My therapist suggested I could consider the title a validation of both my struggle and my survival. Still, I couldn’t sign the contract. What message was I sending to my family if spending so many pandemic hours together drove me into crisis? What would my in-laws think? Why did my struggle matter when others didn’t survive to tell theirs?
I asked for the weekend to take a fresh look at my piece, sharing my concerns in a way I thought very deep-thinker-ish. The editor agreed to the extension. Then, I noticed part of the email chain below, certainly not meant for me.
“What. The. Hell,” she’d written, presumably to her co-editor.
Somehow the slight settled my indecision. In a flash, perhaps panicked they wouldn’t want my clunky chapter after all, I signed the agreement and submitted my bio.
Months later, the anthology arrived; its bold title surrounding a vibrant geometric-printed mask on a bright blue background. Inside its very real pages, I met thirty midlife women like me, bound by the reinvention required of us in uncertain times. Through their stories, I began to understand my own. One writer noticed that “needing to be alone became part of [her] DNA;” another asked whether we women are “designed to fall apart just to re-stitch themselves.” I identified the same thread in my own journey: a crisis that mocked my longing to be alone, independent and productive. Through this lens, I could see it wasn’t that spending so much time with my family that drove me to my own brink but having so little time for myself and my needs.
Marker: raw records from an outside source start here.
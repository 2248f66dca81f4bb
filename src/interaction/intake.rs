//! Ticket intake: classify, store, then assign.

use chrono::Utc;
use serde::{Deserialize, Serialize};
use tracing::{info, instrument, warn};
use uuid::Uuid;

use crate::{
    base::types::{ClassificationRequest, ClassificationResult, Res, Ticket, TicketStatus},
    routing::{assign::AutoAssigner, classify::Classifier},
    service::store::StoreClient,
};

/// A ticket as submitted by a requester.
#[derive(Debug, Clone, Default, Serialize, Deserialize)]
pub struct NewTicket {
    #[serde(default)]
    pub title: String,
    #[serde(default)]
    pub description: String,
}

/// What intake did with a new ticket.
#[derive(Debug, Clone, Serialize, Deserialize)]
pub struct IntakeOutcome {
    pub ticket: Ticket,
    pub classification: ClassificationResult,
}

/// Classify, store, and assign a newly submitted ticket.
#[instrument(skip_all)]
pub async fn handle_new_ticket(new_ticket: NewTicket, classifier: &Classifier, store: &StoreClient, assigner: &AutoAssigner) -> Res<IntakeOutcome> {
    let request = ClassificationRequest::new(new_ticket.title.clone(), new_ticket.description.clone());
    let classification = classifier.classify(&request).await;

    let mut ticket = Ticket {
        id: Uuid::new_v4().to_string(),
        title: new_ticket.title,
        description: new_ticket.description,
        department: classification.department.clone(),
        priority: classification.priority,
        category: classification.category.clone(),
        status: TicketStatus::Open,
        assigned_to: None,
        created_at: Utc::now(),
    };

    store.create_ticket(&ticket).await?;

    // The ticket already exists; an assignment failure leaves it unassigned for manual triage.
    ticket.assigned_to = match assigner.assign_and_record(&ticket).await {
        Ok(assignee) => assignee,
        Err(err) => {
            warn!("Assignment failed for ticket `{}`, leaving it unassigned: {err}", ticket.id);
            None
        }
    };

    info!("Ticket `{}` routed to `{}`.", ticket.id, ticket.department);

    Ok(IntakeOutcome { ticket, classification })
}

/// Rerun assignment for an existing ticket and persist the result.
///
/// Fails when the ticket does not exist.
#[instrument(skip(store, assigner))]
pub async fn reassign_ticket(ticket_id: &str, store: &StoreClient, assigner: &AutoAssigner) -> Res<Option<String>> {
    let ticket = store.get_ticket(ticket_id).await?.ok_or_else(|| TicketNotFound(ticket_id.to_string()))?;

    assigner.assign_and_record(&ticket).await
}

/// Returned (inside `anyhow::Error`) when a ticket ID is unknown.
#[derive(Debug)]
pub struct TicketNotFound(pub String);

impl std::fmt::Display for TicketNotFound {
    fn fmt(&self, f: &mut std::fmt::Formatter<'_>) -> std::fmt::Result {
        write!(f, "Ticket `{}` not found.", self.0)
    }
}

impl std::error::Error for TicketNotFound {}

// Tests.
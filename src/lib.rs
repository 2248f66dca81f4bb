//! Library root for `helpdesk-router`.
//!
//! Helpdesk-router routes university helpdesk tickets:
//! - Classifies each ticket into a department, priority and category
//! - Uses an LLM when one is configured, with keyword scoring as the guaranteed fallback
//! - Assigns tickets to the least-loaded eligible staff member of the department
//! - Summarizes tickets and conversations
//!
//! The router exposes a JSON HTTP API (axum), keeps tickets and staff in SurrealDB,
//! and talks to OpenAI for AI classification. The architecture is built around
//! extensible traits that allow for different implementations of each service.

pub mod base;
pub mod interaction;
pub mod routing;
pub mod runtime;
pub mod service;

use std::sync::Arc;

use base::{
    config::Config,
    types::{ClassificationRequest, ClassificationResult, Res, SummaryRequest, Void},
};
use interaction::summarize::Summarizer;
use routing::classify::Classifier;
use rustls::crypto;
use service::llm::LlmClient;
use tracing::{debug, info};

/// Public async entry for the binary crate.
///
/// Sets up necessary services and starts the helpdesk router:
/// - Initializes the crypto provider
/// - Creates the runtime context with store, LLM, and routing services
/// - Serves the HTTP API until shutdown
pub async fn start(config: Config) -> Void {
    info!("Starting helpdesk-router ...");

    install_crypto_provider();

    // Initialize the runtime.
    let runtime = runtime::Runtime::new(config).await?;

    // Start the runtime.
    runtime.start().await?;

    Ok(())
}

/// Classify a single request without touching the store.
pub async fn classify_once(config: Config, request: ClassificationRequest) -> Res<ClassificationResult> {
    install_crypto_provider();

    let catalog = Arc::new(runtime::load_catalog(&config)?);
    let classifier = Classifier::from_config(&config, catalog, LlmClient::from_config(&config));

    Ok(classifier.classify(&request).await)
}

/// Summarize a single request without touching the store.
pub async fn summarize_once(config: Config, request: SummaryRequest) -> Res<String> {
    install_crypto_provider();

    let summarizer = Summarizer::from_config(&config, LlmClient::from_config(&config));

    Ok(summarizer.summarize(&request).await)
}

fn install_crypto_provider() {
    if crypto::ring::default_provider().install_default().is_err() {
        debug!("Crypto provider already installed.");
    }
}
//! System directives for LLM usage.

/// Directive for the classification model.
pub const CLASSIFICATION_DIRECTIVE: &str = r#####"
# Prime Directive

You are the routing assistant for a university customer-support helpdesk.  Students and staff submit support tickets with a short title and a free-text description.  Your only job is to decide which department should handle the ticket, how urgent it is, and what kind of request it is.  You do not reply to the requester.

## Departments

You will be given the department catalog as a list of `- name: description` lines.  You must pick exactly one department from that list, and you must copy its name _exactly_ as written.  Never invent a department.  If nothing fits, pick the department whose description covers general student matters.

## Priority

Pick one of `low`, `medium`, `high`, `urgent`:
  - `urgent`: safety risks, flooding, fire, injuries, or anything that cannot wait.
  - `high`: the requester is blocked (locked out, cannot access a system, an imminent deadline or exam).
  - `medium`: something is broken or not working, but there is a workaround or no immediate deadline.
  - `low`: questions, suggestions, feedback, and requests with no time pressure.

## Category

A short label (two or three words) describing the kind of request, e.g. "Network Access", "Room Maintenance", "Fee Payment".

## Confidence

A number between 0 and 1 describing how sure you are of the department.

## Results

Return _just_ the JSON so that the application server can parse it.  Do not wrap it in code blocks, and do not return any other text.

```json
{
    "department": "{One department name from the catalog, copied exactly.}",
    "priority": "{low|medium|high|urgent}",
    "category": "{Short category label.}",
    "confidence": 0.0
}
```
"#####;

/// Directive for the summarization model.
pub const SUMMARY_DIRECTIVE: &str = r#####"
# Prime Directive

You summarize university helpdesk tickets and support conversations for the staff member who will pick them up.

  (1) State the requester's problem in one sentence.
  (2) Mention any location, system, deadline, or identifier that the staff member will need.
  (3) If the conversation already contains troubleshooting steps or answers, say what has been tried.
  (4) Keep the whole summary under 80 words.  Plain text only: no headings, no lists, no Markdown.
"#####;
//! Builder for constructing state machines.

use crate::builder::error::BuildError;
use crate::core::{GuardedState, State, StateId};
use crate::machine::{
    BoxedGuardedState, BoxedState, FlatMachine, GuardedMachine, MachineConfig,
};

/// Builder for constructing state machines with a fluent API.
///
/// States are registered in the order they are added, so the first one
/// becomes the initial state. Use the [`GuardedMachineBuilder`] and
/// [`FlatMachineBuilder`] aliases, or `GuardedMachine::builder()` /
/// `FlatMachine::builder()`.
pub struct MachineBuilder<S: ?Sized> {
    config: MachineConfig,
    states: Vec<Box<S>>,
}

/// Builder for a [`GuardedMachine`].
pub type GuardedMachineBuilder<I, A> = MachineBuilder<dyn GuardedState<Id = I, Actor = A>>;

/// Builder for a [`FlatMachine`].
pub type FlatMachineBuilder<I, A> = MachineBuilder<dyn State<Id = I, Actor = A>>;

impl<S: ?Sized> MachineBuilder<S> {
    /// Create a new builder.
    pub fn new() -> Self {
        Self {
            config: MachineConfig::default(),
            states: Vec::new(),
        }
    }

    /// Set the name attached to diagnostics.
    pub fn name(mut self, name: impl Into<String>) -> Self {
        self.config.name = name.into();
        self
    }

    /// Enable or disable transition history.
    pub fn record_history(mut self, enabled: bool) -> Self {
        self.config.record_history = enabled;
        self
    }

    /// Keep at most `limit` history records.
    pub fn history_limit(mut self, limit: usize) -> Self {
        self.config.history_limit = Some(limit);
        self
    }

    /// Replace the whole configuration.
    pub fn config(mut self, config: MachineConfig) -> Self {
        self.config = config;
        self
    }
}

impl<S: ?Sized> Default for MachineBuilder<S> {
    fn default() -> Self {
        Self::new()
    }
}

impl<I: StateId, A: 'static> MachineBuilder<dyn GuardedState<Id = I, Actor = A>> {
    /// Add a state.
    pub fn state<T>(mut self, state: T) -> Self
    where
        T: GuardedState<Id = I, Actor = A> + 'static,
    {
        self.states.push(Box::new(state));
        self
    }

    /// Add multiple boxed states at once.
    pub fn states(mut self, states: impl IntoIterator<Item = BoxedGuardedState<I, A>>) -> Self {
        self.states.extend(states);
        self
    }

    /// Build the machine.
    /// Returns an error if no states were added or a registration fails.
    pub fn build(self) -> Result<GuardedMachine<I, A>, BuildError<I>> {
        if self.states.is_empty() {
            return Err(BuildError::NoStates);
        }

        let mut machine = GuardedMachine::with_config(self.config);
        for state in self.states {
            machine.add_boxed_state(state)?;
        }
        Ok(machine)
    }
}

impl<I: StateId, A: 'static> MachineBuilder<dyn State<Id = I, Actor = A>> {
    /// Add a state.
    pub fn state<T>(mut self, state: T) -> Self
    where
        T: State<Id = I, Actor = A> + 'static,
    {
        self.states.push(Box::new(state));
        self
    }

    /// Add multiple boxed states at once.
    pub fn states(mut self, states: impl IntoIterator<Item = BoxedState<I, A>>) -> Self {
        self.states.extend(states);
        self
    }

    /// Build the machine.
    /// Returns an error if no states were added or a registration fails.
    pub fn build(self) -> Result<FlatMachine<I, A>, BuildError<I>> {
        if self.states.is_empty() {
            return Err(BuildError::NoStates);
        }

        let mut machine = FlatMachine::with_config(self.config);
        for state in self.states {
            machine.add_boxed_state(state)?;
        }
        Ok(machine)
    }
}

impl<I: StateId, A: 'static> GuardedMachine<I, A> {
    pub fn builder() -> GuardedMachineBuilder<I, A> {
        MachineBuilder::new()
    }
}

impl<I: StateId, A: 'static> FlatMachine<I, A> {
    pub fn builder() -> FlatMachineBuilder<I, A> {
        MachineBuilder::new()
    }
}
//! Build errors for machine builders.

use crate::core::{FsmError, StateId};
use thiserror::Error;

/// Errors that can occur when building state machines.
#[derive(Clone, Debug, Error, PartialEq)]
pub enum BuildError<I: StateId> {
    #[error("No states defined. Add at least one state with .state(..) before .build()")]
    NoStates,

    #[error("State registration failed: {0}")]
    Registration(#[from] FsmError<I>),
}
I could have compassion for others who suffered more and still find compassion for myself.
My friend, Rebecca Hendrix, a family therapist, taught me, “the brink is just that, a brink. It’s not over the edge but close to it.” Sometimes it’s by nearing the edge that you see where you are and take a few steps back to safer ground. Once I inched away, thanks to my insightful editors, I recognized that, I’d somehow fashioned a midlife version of myself, stitch by stitch and word by word.
With the pandemic finally (I think?) in the rearview, I proudly display on my bookshelf, one on the local authors’ shelf in my town library and another on my in-laws’ coffee table, each a bright blue and bold reminder of how we survived a crisis and the ways we’ve thrived.